Der Blick auf die volkswirtschaftlichen Dimensionen macht deutlich, warum. Würden die USA den Import japanischer Fahrzeuge mit 25 Prozent belasten, entstünden – laut Berechnungen des japanischen Wirtschaftsministeriums – Mehrkosten von bis zu 5 Milliarden US-Dollar jährlich für die Branche. Das entspräche rund 100.000 Fahrzeugen, die allein durch die Preisdifferenz unverkauft bleiben könnten.
Diese Zahl macht verständlich, warum die Börsen so prompt reagierten.
Wahlkampfökonomie à la Trump
Doch die Erleichterung hat eine politische Kehrseite. Der Deal ist – Stand jetzt – nicht mehr als eine Ankündigung. Und: Er kommt aus dem Mund eines Mannes, der schon häufiger internationale Handelsabkommen als Wahlkampfmunition genutzt hat.
Für Trump ist die wirtschaftliche Beziehung zu Japan seit jeher ein Reizthema. Schon 2019 ließ er verlauten, dass „zu viele japanische Autos in amerikanischen Garagen stehen“.
Dass er nun einlenkt, dürfte weniger mit plötzlichem Protektionismus-Verzicht zu tun haben, als mit taktischem Kalkül: Der ehemalige Präsident weiß, wie empfindlich die Börsen auf Zollmeldungen reagieren – und wie stark wirtschaftlicher Aufwind seine Kampagne befeuern kann.
Für Japan ist der Deal deshalb ein zweischneidiges Schwert: kurzfristige Entspannung, aber langfristig erneut ausgeliefert. Denn was heute Erleichterung bringt, kann morgen schon widerrufen werden.
Die Börse jubelt – aber wie nachhaltig ist der Effekt?
Trotz der Kursrallye bleibt die Frage, ob der Aufschwung Substanz hat. Die strukturellen Herausforderungen für japanische Autobauer bleiben: Elektroautos, Lieferkettenprobleme, Abhängigkeit von China – und eine zunehmend protektionistische Weltordnung.
Nissan etwa kämpft weiterhin mit schwachen Margen und einer schleppenden Transformation. Toyota hat zwar Milliarden in E-Mobilität investiert, hinkt technologisch aber hinter Tesla und BYD hinterher. Und Mazda bleibt ein Nischenhersteller mit begrenzter globaler Reichweite.

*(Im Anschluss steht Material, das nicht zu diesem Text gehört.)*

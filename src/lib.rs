// src/lib.rs

pub mod cli;
pub mod config;
pub mod engine;
pub mod errors;
pub mod exec;
pub mod fs;
pub mod logging;
pub mod notice;
pub mod watch;

use std::path::{Path, PathBuf};
use std::sync::Arc;

use anyhow::anyhow;
use tracing::{error, info};

use crate::cli::{CliArgs, Command};
use crate::config::loader::{load_and_validate, write_default};
use crate::config::Config;
use crate::engine::{spawn_signal_listener, CoreSupervisor, ShutdownSignal, Supervisor};
use crate::errors::{GrapeError, Result};
use crate::exec::{ProcessBackend, ProcessController, SystemProcessBackend};
use crate::fs::{FileSystem, RealFileSystem};
use crate::notice::{ConsoleNotices, NoticeSink};
use crate::watch::{register_patterns, ChangeWatcher, PathResolver, WatchProfile};

/// High-level entry point used by `main.rs`.
///
/// Dispatches the subcommand; `run` and `on` end up in [`supervise`].
pub async fn run(args: CliArgs) -> Result<()> {
    match args.command {
        Command::Run { namespace, config } => {
            let cfg = load_and_validate(&config)?;
            supervise(&cfg, &namespace, current_dir()).await
        }
        Command::On { run, ext, exclude } => {
            let cfg = Config::from_flags(run, ext, exclude)?;
            supervise(&cfg, config::DEFAULT_NAMESPACE, current_dir()).await
        }
        Command::Init { config } => {
            let path = write_default(&config)?;
            println!("🍇 created {} ✨", path.display());
            Ok(())
        }
    }
}

/// Watch `namespace` of `cfg` below `root` and keep its command running
/// until SIGINT / SIGTERM.
///
/// Returns after the managed process has been cleaned up.
pub async fn supervise(cfg: &Config, namespace: &str, root: impl AsRef<Path>) -> Result<()> {
    let shutdown = ShutdownSignal::new();
    let _signals = spawn_signal_listener(shutdown.clone())?;

    supervise_with(
        cfg,
        namespace,
        root.as_ref(),
        Arc::new(RealFileSystem),
        SystemProcessBackend::new(),
        Box::new(ConsoleNotices),
        shutdown,
    )
    .await
}

/// [`supervise`] with every outside dependency passed in.
///
/// This wires together:
/// - the namespace's compiled watch profile
/// - the file watcher and one registration task per include pattern
/// - the supervisor loop owning the managed process
///
/// Startup failures (bad pattern, watcher creation, registration) are
/// returned as errors; a registration failure also shuts the already-running
/// loop down first, so no managed process is left behind.
pub async fn supervise_with<B>(
    cfg: &Config,
    namespace: &str,
    root: &Path,
    fs: Arc<dyn FileSystem>,
    backend: B,
    notices: Box<dyn NoticeSink>,
    shutdown: ShutdownSignal,
) -> Result<()>
where
    B: ProcessBackend + 'static,
    B::Handle: 'static,
{
    let ns = cfg.namespace(namespace)?;
    let root = root.canonicalize().unwrap_or_else(|_| root.to_path_buf());

    let profile = WatchProfile::new(&ns.watch)?;
    let resolver = PathResolver::new(root.clone(), fs, profile.exclude_rules().clone());
    let (watcher, streams) = ChangeWatcher::new(&root)?;

    let supervisor = Supervisor::new(
        CoreSupervisor::new(profile),
        ProcessController::new(backend),
        ns.run.clone(),
        streams,
        shutdown.clone(),
        notices,
    );
    let supervisor = tokio::spawn(supervisor.run());

    info!(namespace, root = ?root, "registering watch patterns");
    if let Err(err) = register_patterns(&watcher, &resolver, &ns.watch.include).await {
        error!(error = %err, "failed to register watch paths; shutting down");
        shutdown.trigger();
        join_supervisor(supervisor).await?;
        return Err(err);
    }

    let result = join_supervisor(supervisor).await;
    drop(watcher);
    result
}

async fn join_supervisor(handle: tokio::task::JoinHandle<Result<()>>) -> Result<()> {
    handle
        .await
        .map_err(|e| GrapeError::Other(anyhow!("supervisor task failed: {e}")))?
}

fn current_dir() -> PathBuf {
    std::env::current_dir().unwrap_or_else(|_| PathBuf::from("."))
}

Die jüngste Rallye ist also in erster Linie psychologischer Natur: ein Aufatmen, nicht mehr. Sollten sich Trumps Aussagen als Wahlkampftaktik entpuppen oder das Abkommen scheitern, wäre die Euphorie schnell verpufft. Anleger sollten sich also nicht von zweistelligen Kursbewegungen blenden lassen – sondern genau hinsehen, ob die fundamentalen Daten das neue Preisniveau rechtfertigen.